Ovicells subimmersed with a widely arched opening; ooecium globular, resting on the next distal zooid, smooth, covered distally by secondary calcification ( Fig. 5D View FIGURE 5 ).

Remarks. Lepraliella contigua is recorded from the Arctic, the northern Atlantic and the northern Pacific ( Bock 2022). Smitt (1868) referred to the specimens from Hammerfest given to him by Prof. Lovén when first introducing this species, initially considering them as a variety of Omalosecosa ramulosa ( Linnaeus, 1767) (previously Cellepora ). Unfortunately, it is not possible to match the specimens with Smitt’s drawings (1868, figs 198–201).

Levinsen (1917) when introducing the genus Lepraliella referred to two of Smitt’s species, L. contigua and L. hippopus , without specifying a type, but with the latter subsequently used as the type species of the new genus Hippoporella by Canu (1917). Canu & Bassler (1920, p. 509) formally selected Lepraliella contigua as the type species of the genus Lepraliella . Levinsen’s description and drawings of L. contigua were based on some specimens collected from rocks off north-east Greenland during the Denmark Expedition 1906–1908, at depths shallower (10–15 and 20–40 m) than those of the syntypes. Levinsen’s drawings (1917, figs 2–14) agree with the features shown by the syntypes studied here ( Fig. 5 View FIGURE 5 ).
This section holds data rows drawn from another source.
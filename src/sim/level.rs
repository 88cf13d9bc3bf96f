//! Level and round lifecycle
//!
//! A `Level` owns the maze copy and the actors for one level. The
//! `RoundContext` carries everything that survives from level to level:
//! level number, lives, score, continues and the game-wide flags.

use glam::IVec2;
use rand::Rng;
use serde::{Deserialize, Serialize};

use super::actors::{Bonus, Direction, Ghost, Pac, Personality};
use super::world::GridWorld;
use crate::consts::{CONTINUE_CREDITS, INITIAL_LIVES, LAST_LEVEL_NUMBER, MIN_CONTINUE_START_LEVEL};
use crate::error::{GameError, GameResult};
use crate::score::{HighScore, Score};
use crate::settings::{MapCategory, Settings};

/// Power duration in seconds for levels 1..=19; later levels get none
const POWER_SECONDS: [u32; 19] = [6, 5, 4, 3, 2, 5, 2, 2, 1, 5, 2, 1, 1, 3, 1, 1, 0, 1, 0];

/// Bonus values in hundreds of points, indexed by symbol
const BONUS_VALUES: [u32; 14] = [1, 2, 5, 7, 10, 20, 50, 30, 40, 60, 70, 80, 90, 100];

/// Highest symbol (Flower) on big maps
const BIG_MAP_MAX_SYMBOL: u8 = 13;
/// Highest symbol (Banana) elsewhere
const DEFAULT_MAX_SYMBOL: u8 = 6;

pub fn validate_level_number(number: u32) -> GameResult<()> {
    if (1..=LAST_LEVEL_NUMBER).contains(&number) {
        Ok(())
    } else {
        Err(GameError::InvalidLevel {
            level: number,
            max: LAST_LEVEL_NUMBER,
        })
    }
}

/// Ticks of power an energizer gives on a level
pub fn power_ticks(level: u32) -> u32 {
    let seconds = match level {
        1..=19 => POWER_SECONDS[level as usize - 1],
        _ => 0,
    };
    seconds * crate::consts::TICKS_PER_SECOND
}

/// Points for eating a bonus symbol
pub fn bonus_value(symbol: u8) -> u32 {
    BONUS_VALUES[symbol as usize] * 100
}

pub fn max_bonus_symbol(category: MapCategory) -> u8 {
    match category {
        MapCategory::Big => BIG_MAP_MAX_SYMBOL,
        _ => DEFAULT_MAX_SYMBOL,
    }
}

/// Symbol for a level: one per level up to the category maximum, random after
pub fn bonus_symbol(level: u32, category: MapCategory, rng: &mut impl Rng) -> u8 {
    let max = max_bonus_symbol(category);
    match u8::try_from(level - 1) {
        Ok(index) if index <= max => index,
        _ => rng.random_range(0..=max),
    }
}

/// Cutscene shown after completing a level
pub fn intermission_after_level(level: u32) -> Option<u8> {
    match level {
        2 => Some(1),
        5 => Some(2),
        9 | 13 | 17 => Some(3),
        LAST_LEVEL_NUMBER => Some(4),
        _ => None,
    }
}

#[derive(Debug, Clone, Serialize, Deserialize)]
pub struct Level {
    pub number: u32,
    pub demo: bool,
    pub world: GridWorld,
    pub pac: Pac,
    /// In personality order
    pub ghosts: Vec<Ghost>,
    pub bonus: Option<Bonus>,
    bonus_symbols: [u8; 2],
    bonuses_activated: usize,
    power_ticks: u32,
    /// Ghosts eaten with the current energizer
    pub ghost_kills: u32,
    /// Which ghosts those were; they come back out hunting
    pub eaten_this_power: Vec<Personality>,
}

impl Level {
    pub fn new(
        number: u32,
        maze: &GridWorld,
        settings: &Settings,
        demo: bool,
        rng: &mut impl Rng,
    ) -> GameResult<Self> {
        validate_level_number(number)?;
        if maze.house().is_none() {
            return Err(GameError::MissingHouse);
        }
        if maze.portals().is_empty() {
            return Err(GameError::MissingPortal);
        }

        let world = maze.clone();
        let pac = Pac::new(world.pac_start());
        let ghosts = Personality::ALL
            .into_iter()
            .map(|p| Ghost::new(p, world.ghost_start(p)))
            .collect();
        let bonus_symbols = [
            bonus_symbol(number, settings.map_category, rng),
            bonus_symbol(number, settings.map_category, rng),
        ];

        log::info!(
            "Level {number} created{} (power {} ticks, bonus symbols {:?})",
            if demo { " (demo)" } else { "" },
            power_ticks(number),
            bonus_symbols
        );

        Ok(Self {
            number,
            demo,
            world,
            pac,
            ghosts,
            bonus: None,
            bonus_symbols,
            bonuses_activated: 0,
            power_ticks: power_ticks(number),
            ghost_kills: 0,
            eaten_this_power: Vec::new(),
        })
    }

    pub fn power_ticks(&self) -> u32 {
        self.power_ticks
    }

    pub fn bonus_symbols(&self) -> [u8; 2] {
        self.bonus_symbols
    }

    pub fn intermission_after(&self) -> Option<u8> {
        intermission_after_level(self.number)
    }

    pub fn ghost(&self, personality: Personality) -> &Ghost {
        &self.ghosts[personality.index()]
    }

    pub fn ghost_mut(&mut self, personality: Personality) -> &mut Ghost {
        &mut self.ghosts[personality.index()]
    }

    /// Actors back to their start tiles; food stays as it is
    pub fn reset_actors(&mut self) {
        self.pac.reset();
        for ghost in &mut self.ghosts {
            ghost.reset();
        }
        self.bonus = None;
        self.ghost_kills = 0;
        self.eaten_this_power.clear();
    }

    pub fn show_actors(&mut self, visible: bool) {
        self.pac.visible = visible;
        for ghost in &mut self.ghosts {
            ghost.visible = visible;
        }
    }

    pub fn show_ghosts(&mut self, visible: bool) {
        for ghost in &mut self.ghosts {
            ghost.visible = visible;
        }
    }

    pub fn is_complete(&self) -> bool {
        self.world.uneaten_food_count() == 0
    }

    pub fn bonus_active(&self) -> bool {
        self.bonus.is_some()
    }

    /// Entry portal edge, house entry, exit portal edge
    pub fn bonus_route(&self, rng: &mut impl Rng) -> Option<(Vec<IVec2>, Direction)> {
        let portals = self.world.portals();
        let house = self.world.house()?;
        if portals.is_empty() {
            return None;
        }
        let entry = portals[rng.random_range(0..portals.len())];
        let exit = portals[rng.random_range(0..portals.len())];
        let (start, dir) = if rng.random_bool(0.5) {
            (entry.left, Direction::Right)
        } else {
            (entry.right, Direction::Left)
        };
        let goal = if rng.random_bool(0.5) { exit.left } else { exit.right };
        Some((vec![start, house.entry, goal], dir))
    }

    /// Let the next bonus enter the maze. Returns its symbol.
    pub fn activate_bonus(&mut self, rng: &mut impl Rng) -> Option<u8> {
        if self.bonuses_activated >= self.bonus_symbols.len() {
            return None;
        }
        if self.bonus_active() {
            log::warn!("Bonus still active, skipping activation");
            return None;
        }
        let Some((route, dir)) = self.bonus_route(rng) else {
            log::warn!("No bonus route in level {}, skipping activation", self.number);
            return None;
        };
        let symbol = self.bonus_symbols[self.bonuses_activated];
        self.bonuses_activated += 1;
        self.bonus = Some(Bonus::new(symbol, bonus_value(symbol), route, dir));
        log::debug!("Bonus {symbol} activated");
        Some(symbol)
    }
}

/// State carried across levels of one game
#[derive(Debug, Clone, Serialize, Deserialize)]
pub struct RoundContext {
    pub level_number: u32,
    pub lives: u32,
    pub score: Score,
    pub demo_level: bool,
    pub cheat_used: bool,
    pub immunity: bool,
    pub autopilot: bool,
    /// A game is in progress
    pub playing: bool,
    /// Start pressed on the options screen
    pub start_requested: bool,
    pub continues: u32,
    pub start_level: u32,
}

impl RoundContext {
    pub fn new(settings: &Settings) -> Self {
        Self {
            level_number: settings.start_level,
            lives: INITIAL_LIVES,
            score: Score::new(HighScore::default()),
            demo_level: false,
            cheat_used: false,
            immunity: settings.immunity,
            autopilot: settings.autopilot,
            playing: false,
            start_requested: false,
            continues: CONTINUE_CREDITS,
            start_level: settings.start_level,
        }
    }

    /// Fresh game from the chosen start level
    pub fn start_new_game(&mut self, settings: &Settings, high_score: HighScore) {
        self.level_number = settings.start_level;
        self.start_level = settings.start_level;
        self.lives = INITIAL_LIVES;
        self.score = Score::new(high_score);
        self.demo_level = false;
        self.immunity = settings.immunity;
        self.autopilot = settings.autopilot;
        self.cheat_used = settings.cheats_enabled();
        self.playing = false;
        log::info!("New game starting at level {}", self.level_number);
    }

    /// Demo levels: no scoring, no cheats, autopilot steering
    pub fn start_demo(&mut self, high_score: HighScore) {
        self.level_number = 1;
        self.lives = 1;
        self.score = Score::new(high_score);
        self.score.enabled = false;
        self.demo_level = true;
        self.immunity = false;
        self.playing = false;
    }

    /// Consume a continue if this game may be continued. Otherwise the
    /// credits are refilled for the next game.
    pub fn can_continue(&mut self) -> bool {
        if self.start_level >= MIN_CONTINUE_START_LEVEL && self.continues > 0 {
            self.continues -= 1;
            log::info!("Continue granted, {} left", self.continues);
            true
        } else {
            self.continues = CONTINUE_CREDITS;
            false
        }
    }

    /// Advance the level number. Returns false (and changes nothing) on the
    /// last level.
    pub fn advance_level(&mut self) -> bool {
        if self.level_number >= LAST_LEVEL_NUMBER {
            log::warn!("Level {} is the last level, not advancing", self.level_number);
            return false;
        }
        self.level_number += 1;
        true
    }
}

#[cfg(test)]
mod tests {
    use super::*;
    use crate::sim::actors::GhostState;
    use crate::sim::world::SAMPLE_MAZE;
    use rand::SeedableRng;
    use rand_pcg::Pcg32;

    fn maze() -> GridWorld {
        GridWorld::parse(SAMPLE_MAZE).unwrap()
    }

    #[test]
    fn test_power_table() {
        assert_eq!(power_ticks(1), 360);
        assert_eq!(power_ticks(5), 120);
        assert_eq!(power_ticks(14), 180);
        assert_eq!(power_ticks(17), 0);
        assert_eq!(power_ticks(18), 60);
        assert_eq!(power_ticks(19), 0);
        assert_eq!(power_ticks(20), 0);
        assert_eq!(power_ticks(32), 0);
    }

    #[test]
    fn test_bonus_symbols_follow_level_then_random() {
        let mut rng = Pcg32::seed_from_u64(1);
        assert_eq!(bonus_symbol(1, MapCategory::Arcade, &mut rng), 0);
        assert_eq!(bonus_symbol(7, MapCategory::Arcade, &mut rng), 6);
        assert_eq!(bonus_symbol(14, MapCategory::Big, &mut rng), 13);
        for level in 8..=32 {
            assert!(bonus_symbol(level, MapCategory::Mini, &mut rng) <= 6);
        }
        assert_eq!(bonus_value(0), 100);
        assert_eq!(bonus_value(6), 5000);
        assert_eq!(bonus_value(13), 10_000);
    }

    #[test]
    fn test_intermissions() {
        let due: Vec<(u32, u8)> = (1..=LAST_LEVEL_NUMBER)
            .filter_map(|l| intermission_after_level(l).map(|n| (l, n)))
            .collect();
        assert_eq!(due, vec![(2, 1), (5, 2), (9, 3), (13, 3), (17, 3), (32, 4)]);
    }

    #[test]
    fn test_level_new_validates() {
        let mut rng = Pcg32::seed_from_u64(1);
        let settings = Settings::default();
        assert_eq!(
            Level::new(0, &maze(), &settings, false, &mut rng).unwrap_err(),
            GameError::InvalidLevel { level: 0, max: 32 }
        );
        assert_eq!(
            Level::new(33, &maze(), &settings, false, &mut rng).unwrap_err(),
            GameError::InvalidLevel { level: 33, max: 32 }
        );

        let no_house = GridWorld::parse(&["#######", "  P    ", "#G123##"]).unwrap();
        assert_eq!(
            Level::new(1, &no_house, &settings, false, &mut rng).unwrap_err(),
            GameError::MissingHouse
        );
        let no_portal = GridWorld::parse(&["#######", "# P   #", "#G-123#"]).unwrap();
        assert_eq!(
            Level::new(1, &no_portal, &settings, false, &mut rng).unwrap_err(),
            GameError::MissingPortal
        );
    }

    #[test]
    fn test_level_places_actors() {
        let mut rng = Pcg32::seed_from_u64(1);
        let level = Level::new(3, &maze(), &Settings::default(), false, &mut rng).unwrap();
        assert_eq!(level.pac.tile(), IVec2::new(10, 9));
        assert_eq!(level.ghost(Personality::Orange).tile(), IVec2::new(11, 7));
        assert!(level.ghosts.iter().all(|g| g.state == GhostState::Caged));
        assert_eq!(level.bonus_symbols(), [2, 2]);
        assert_eq!(level.power_ticks(), 240);
        assert_eq!(level.intermission_after(), None);
    }

    #[test]
    fn test_bonus_activation_twice_then_never() {
        let mut rng = Pcg32::seed_from_u64(9);
        let mut level = Level::new(2, &maze(), &Settings::default(), false, &mut rng).unwrap();
        assert_eq!(level.activate_bonus(&mut rng), Some(1));
        let bonus = level.bonus.as_ref().unwrap();
        assert_eq!(bonus.points, 200);
        assert_eq!(bonus.tile().y, 7);
        // Still on screen
        assert_eq!(level.activate_bonus(&mut rng), None);
        level.bonus = None;
        assert_eq!(level.activate_bonus(&mut rng), Some(1));
        level.bonus = None;
        assert_eq!(level.activate_bonus(&mut rng), None);
    }

    #[test]
    fn test_continues() {
        let mut settings = Settings::default();
        settings.start_level = 12;
        let mut round = RoundContext::new(&settings);
        for left in (0..4).rev() {
            assert!(round.can_continue());
            assert_eq!(round.continues, left);
        }
        assert!(!round.can_continue());
        assert_eq!(round.continues, 4);

        round.start_level = 9;
        assert!(!round.can_continue());
        assert_eq!(round.continues, 4);
    }

    #[test]
    fn test_advance_level_stops_at_last() {
        let mut round = RoundContext::new(&Settings::default());
        round.level_number = 31;
        assert!(round.advance_level());
        assert_eq!(round.level_number, 32);
        assert!(!round.advance_level());
        assert_eq!(round.level_number, 32);
    }

    #[test]
    fn test_new_game_flags_cheats() {
        let mut settings = Settings::default();
        settings.immunity = true;
        let mut round = RoundContext::new(&settings);
        round.start_new_game(&settings, HighScore { points: 500, level: 3 });
        assert!(round.cheat_used);
        assert_eq!(round.lives, 3);
        assert_eq!(round.score.high_score.points, 500);
    }
}
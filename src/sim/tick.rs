//! Fixed timestep game flow
//!
//! `GameSession` owns the active state, its timer and everything the states
//! operate on. The host calls `update` once per tick. A transition requested
//! during a tick takes effect at the start of the next one.

use rand::SeedableRng;
use rand_pcg::Pcg32;

use super::actors::{Direction, GhostState, PacAnimation};
use super::gatekeeper::GateKeeper;
use super::hunt::{HuntContext, hunting_step, move_returning_ghosts};
use super::hunting::HuntingTimer;
use super::level::{Level, RoundContext};
use super::state::{GameEvent, GameFlowState, StateTimer};
use super::world::GridWorld;
use crate::consts::LAST_LEVEL_NUMBER;
use crate::error::GameResult;
use crate::score::{HighScore, Score};
use crate::settings::Settings;

/// Input commands for a single tick (deterministic)
#[derive(Debug, Clone, Default)]
pub struct TickInput {
    /// Direction Pac should take at the next opportunity
    pub pac_wish: Option<Direction>,
    /// Start button (intro and options screens)
    pub start: bool,
    /// Booster button held
    pub booster_pressed: bool,
    /// The presentation finished the scene of the current state
    pub scene_finished: bool,
}

// Tick indices of the scripted states
const NEW_GAME_SHOW_ACTORS_TICK: u32 = 120;
const NEW_GAME_HUNT_TICK: u32 = 240;
const CONTINUE_HUNT_TICK: u32 = 90;
const DEMO_HUNT_TICK: u32 = 120;
const DYING_HIDE_GHOSTS_TICK: u32 = 60;
const DYING_ANIMATION_TICK: u32 = 90;
const DYING_HIDE_PAC_TICK: u32 = 190;
const DYING_END_TICK: u32 = 240;

#[derive(Debug, Clone, Copy, PartialEq, Eq)]
enum Pending {
    To(GameFlowState),
    Resume,
}

pub struct GameSession {
    settings: Settings,
    maze: GridWorld,
    state: GameFlowState,
    timer: StateTimer,
    previous: Option<(GameFlowState, StateTimer)>,
    pending: Option<Pending>,
    in_callback: bool,
    hunting_timer: HuntingTimer,
    gatekeeper: GateKeeper,
    round: RoundContext,
    level: Level,
    high_score: HighScore,
    rng: Pcg32,
    events: Vec<GameEvent>,
    ticks: u64,
}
Levinsen (1917) placed his new genus in the family Reteporidae (now Phidoloporidae ), based especially on the size and shape of the ooecia. Canu & Bassler (1920), Bassler (1935), and Osburn (1952) followed Levinsen (1917), while Gordon (1993) placed Lepraliella in the family Lepraliellidae Vigneaux, 1949 . Gordon (1993) based his decision on the observation in Lepraliella of some features typical of the family Celleporariidae Harmer, 1957 . These features included the smooth frontal shield, asymmetrical suboral mucro equipped with avicularium, widely open ovicell, ancestrula encircled with small spines, but not the lepralioid frontal shield. In addition, Lepraliella lacked the typical beaded anter of phidoloporids. Celleporariids were then considered allied to lepraliellids and the family Celleporariidae substituted with Lepraliellidae , this latter family name having priority.

Here, Lepraliella is returned to the Phidoloporidae based on the latest molecular phylogeny of cheilostome bryozoan available (Orr et al. in press), which shows Lepraliella contigua (specimen from the White Sea) wellnested within the monophyletic Phidoloporidae ( Orr et al. 2021, in press), as sister clade to Plesiocleidochasma Soule, Soule & Chaney, 1991 , another phidoloporid genus having a smooth anter. Lepraliella shows also a close similarity in general appearance with other phidoloporid genera such as Pleuromucrum Vigneaux, 1949 and Fodinella Tilbrook, Hayward & Gordon, 2001 . The main difference with Pleuromucrum is in ovicell formation: in Lepraliella the ovicells are formed solely by the distal zooid, in Pleuromucrum they are kenozooidal (Di Martino & Taylor 2017), while Fodinella has a denticulate anter ( Tilbrook et al. 2001; Di Martino & Taylor 2017). Recent molecular phylogenies ( Orr et al. 2021, in press) have shown that, with a few exceptions, cheilostome families are arbitrary and need to be rethought.

SEM images of L. contigua were first provided by Gordon (1993, figs 1–5), who figured a specimen from Svalbard, part of A.M. Norman’s collection at the NHMUK, to illustrate the umbonuloid frontal shield.

Five additional species have been included in the genus Lepraliella , three fossil (Miocene of France and Pleistocene of Japan) and two Recent (Hawaii and Philippines). The unusual distribution of the genus in time and space was first noticed by Canu & Bassler (1929, p. 375) when describing a new species from the Philippines. Although originally recorded from the northern seas, these authors considered the discovery of the first fossil species of Lepraliella from the Aquitanian of France by Duvergier (1921) as a proof of a plausible much larger geographical distribution of the genus. However, Lepraliella strophiae Duvergier, 1921 is described and figured with a pseudoporous frontal shield that contrasts with the imperforate, umbonuloid frontal of the type species. Unfortunately, the low quality of the images provided in the original publications prevent to confirm or reject the generic attribution of the other species, calling for urging revision of the type specimens.